Determines the amount of NOx emissions.

param load:

CHP load in %

param map_chp:

data for the chosen CHP size from the map in the JSON file

return mdot_nox_mg_per_s:

mass flow of NOx emissions at the location of the ICE CHP in mg/s

calculate_radiation(load: float, map_chp: dict) → float

Determines the amount of radiation from the ICE CHP unit into the sorounding space.

param load:

CHP load in %

param map_chp:

data for the chosen CHP size from the map in the JSON file

return p_rad_out_kw:

radiation int in kW

calculate_recovered_heat_flow(load: float, map_chp: dict) → float

Calculates the recovered energy (heat) flow.

param load:

CHP load in %

param map_chp:

data for the chosen CHP size from the map in the JSON file

return p_th_out_kw:

useful heat flow extracted from the ICE CHP in kW

control_step(prosumer)

Executes the control step for the controller.

Parameters:

prosumer – The prosumer object

is_converged(container)

This method is calculated whether or not the controller converged. This is where any target values are being calculated and compared to the actual measurements. Returns convergence of the controller.

Parameters:

container (_type_) – _description_

q_requested_kw(prosumer)

Calculates the heat to deliver in kW.

Parameters:

prosumer – The prosumer object

Returns:

Heat to deliver in kW

read_json_maps(map_filename: str) → dict

Opens a JSON file and reads data from it.

param map_filename:

name of the file with maps to import

return jason_data:

contains all data in the JSON file

select_chp_map(size_kw: int, json_data: dict) → dict

Selects a ICE CHP map from CHP JSON data.

param size_kw:

nominal CHP size (output: electrical power) in kW

param json_data:

all data in a JSON file

return chp_map_data:

contains data of the chosen CHP from the JSON file

time_step(prosumer, time)

It is the first call in each time step, thus suited for things like reading profiles or prepare the controller for the next control step.

Note

This method is ONLY being called during time-series simulations!

Parameters:

• prosumer

• time

The ICE CHP module is map based. Its engine response is read from tabulated data contained in a map associated with the chosen size of the ICE CHP. Maps for three sizes are provided:

• 350 kWe,

• 700 kWe,

• 1400 kWe.

They are stored in a dedicated JSON file in pandaprosumer/library/chp_maps/ice_chp_maps.json to make modifications to the maps easier if required. If maps are added or removed, their sizes must be added to or removed from the “chp_ice_size_kw” list. All sizes should be in kW. The file should not contain two or more maps of the same size. The minimum information in an ICE CHP map should include the following:

• temperature_reference_k: the temperature at which values in the map were measured (in K)

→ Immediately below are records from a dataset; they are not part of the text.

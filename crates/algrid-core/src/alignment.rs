// ─────────────────────────────────────────────────────────────────────
// Algrid — Word Alignment View
// ─────────────────────────────────────────────────────────────────────
//! Read-only view of a word alignment, as consumed by the grid renderer.
//!
//! Deciding whether a span is consistent with the alignment stays with
//! the caller; the grid itself never looks at word links.

use std::collections::BTreeSet;

use algrid_types::{GridError, GridResult};

/// Trait for word alignment backends.
pub trait WordAlignment {
    /// Source sentence length.
    fn f_len(&self) -> usize;
    /// Target sentence length.
    fn e_len(&self) -> usize;
    /// Whether source word `f` is linked to target word `e`.
    fn is_aligned(&self, f: usize, e: usize) -> bool;
}

/// In-memory alignment indexed in both directions.
#[derive(Debug, Clone, Default, PartialEq, Eq)]
pub struct SymmetricAlignment {
    f2e: Vec<BTreeSet<usize>>,
    e2f: Vec<BTreeSet<usize>>,
}

impl SymmetricAlignment {
    /// Empty alignment for a sentence pair of the given lengths.
    pub fn new(f_len: usize, e_len: usize) -> Self {
        Self {
            f2e: vec![BTreeSet::new(); f_len],
            e2f: vec![BTreeSet::new(); e_len],
        }
    }

    /// Parse the usual `f-e` pair list, e.g. `"0-0 1-2 2-1"`.
    pub fn from_pairs(f_len: usize, e_len: usize, pairs: &str) -> GridResult<Self> {
        let mut alignment = Self::new(f_len, e_len);
        for token in pairs.split_whitespace() {
            let (f, e) = token
                .split_once('-')
                .ok_or_else(|| GridError::Alignment(format!("expected f-e pair, got {token:?}")))?;
            let f = f
                .parse::<usize>()
                .map_err(|err| GridError::Alignment(format!("bad source index in {token:?}: {err}")))?;
            let e = e
                .parse::<usize>()
                .map_err(|err| GridError::Alignment(format!("bad target index in {token:?}: {err}")))?;
            alignment.add_align(f, e)?;
        }
        Ok(alignment)
    }

    /// Link source word `f` to target word `e`. Re-adding a link is a no-op.
    pub fn add_align(&mut self, f: usize, e: usize) -> GridResult<()> {
        if f >= self.f2e.len() || e >= self.e2f.len() {
            return Err(GridError::OutOfRange {
                f,
                e,
                f_len: self.f2e.len(),
                e_len: self.e2f.len(),
            });
        }
        self.f2e[f].insert(e);
        self.e2f[e].insert(f);
        Ok(())
    }

    /// Target positions linked to source word `f`.
    pub fn f2e(&self, f: usize) -> Option<&BTreeSet<usize>> {
        self.f2e.get(f)
    }

    /// Source positions linked to target word `e`.
    pub fn e2f(&self, e: usize) -> Option<&BTreeSet<usize>> {
        self.e2f.get(e)
    }

    pub fn link_count(&self) -> usize {
        self.f2e.iter().map(BTreeSet::len).sum()
    }
}

impl WordAlignment for SymmetricAlignment {
    fn f_len(&self) -> usize {
        self.f2e.len()
    }

    fn e_len(&self) -> usize {
        self.e2f.len()
    }

    fn is_aligned(&self, f: usize, e: usize) -> bool {
        self.f2e.get(f).map_or(false, |es| es.contains(&e))
    }
}

#[cfg(test)]
mod tests {
    use super::*;

    #[test]
    fn test_add_align_both_directions() {
        let mut a = SymmetricAlignment::new(3, 2);
        a.add_align(2, 1).unwrap();
        assert!(a.is_aligned(2, 1));
        assert!(!a.is_aligned(1, 2));
        assert!(a.f2e(2).unwrap().contains(&1));
        assert!(a.e2f(1).unwrap().contains(&2));
    }

    #[test]
    fn test_duplicate_link_counted_once() {
        let mut a = SymmetricAlignment::new(2, 2);
        a.add_align(0, 0).unwrap();
        a.add_align(0, 0).unwrap();
        assert_eq!(a.link_count(), 1);
    }

    #[test]
    fn test_add_align_out_of_range() {
        let mut a = SymmetricAlignment::new(2, 2);
        assert!(matches!(
            a.add_align(2, 0),
            Err(GridError::OutOfRange { f: 2, .. })
        ));
    }

    #[test]
    fn test_from_pairs() {
        let a = SymmetricAlignment::from_pairs(3, 3, "0-0 1-2  2-1\n").unwrap();
        assert_eq!(a.link_count(), 3);
        assert!(a.is_aligned(1, 2));
        assert_eq!(a.f_len(), 3);
        assert_eq!(a.e_len(), 3);
    }

    #[test]
    fn test_from_pairs_malformed() {
        assert!(matches!(
            SymmetricAlignment::from_pairs(3, 3, "0-0 12"),
            Err(GridError::Alignment(_))
        ));
        assert!(SymmetricAlignment::from_pairs(3, 3, "a-1").is_err());
        assert!(SymmetricAlignment::from_pairs(3, 3, "0-7").is_err());
    }

    #[test]
    fn test_empty_pairs() {
        let a = SymmetricAlignment::from_pairs(2, 4, "").unwrap();
        assert_eq!(a.link_count(), 0);
        assert!(!a.is_aligned(0, 0));
    }
}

• altitude_reference_m: the altitude at which values in the map were measured (in m)

• pressure_reference_pa: air intake pressure at which values in the map were measured (in Pa)

• air_molar_mass_kg_per_mol: average molar mass of intake air at the location of measurement (in kg/mol)

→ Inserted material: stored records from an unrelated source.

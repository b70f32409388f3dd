// ─────────────────────────────────────────────────────────────────────
// Algrid — Alignment Grid Types
// (C) 1998-2026 Miroslav Sotek. All rights reserved.
// License: GNU AGPL v3 | Commercial licensing available
// ─────────────────────────────────────────────────────────────────────
#![deny(unsafe_code)]
//! Span, corner-role, configuration and error types for the
//! consistency-marking alignment grid used in phrase-pair extraction.

pub mod config;
pub mod error;
pub mod geometry;
pub mod span;

pub use config::{GridConfig, MAX_SENT_LEN};
pub use error::{GridError, GridResult};
pub use geometry::{Corner, RelativePos};
pub use span::{PhraseSpan, SpanBounds};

• gravitational_acc_m_per_s2: gravitational acceleration at the location of measurement (in m/s2)

• universal_gas_const_j_per_molk: the value of the universal gas constant (in J/molK)

• load_limits_percent: minimum and maximum limits below and above which the CHP should not operate (in % of maximum load)

• engine_load_percent: a list of load values at which measurements were taken (in % of maximum load)

• power_el_kw: a list of values for the power on the electrical generator at each load (in kW)

• energy_flow_input_kw: required input energy flow for each load value (in kW)

• heat_flow_radiation_kw: the amount of radiation emitted at each load (in kW)

• heat_flow_recovered_kw: total recovered heat flow at each load (in kW); provided maps include contributions from the jacket water (cooling) and the exhaust recovered to 150°C

• exhaust_flow_rate_m3n_per_h: the rate of the exhaust flow (in m3N/h)

• emiss_rate_nox_mg_per_m3n: an average rate of NOx emissions (in mg/m3N)

Except for temperature_reference_k, if data for the parameters above is not available, a value of zero should be used. For temperature_reference_k a value of 293 is recommended instead of zero. Other information can be included for completeness, but will not be used by the program.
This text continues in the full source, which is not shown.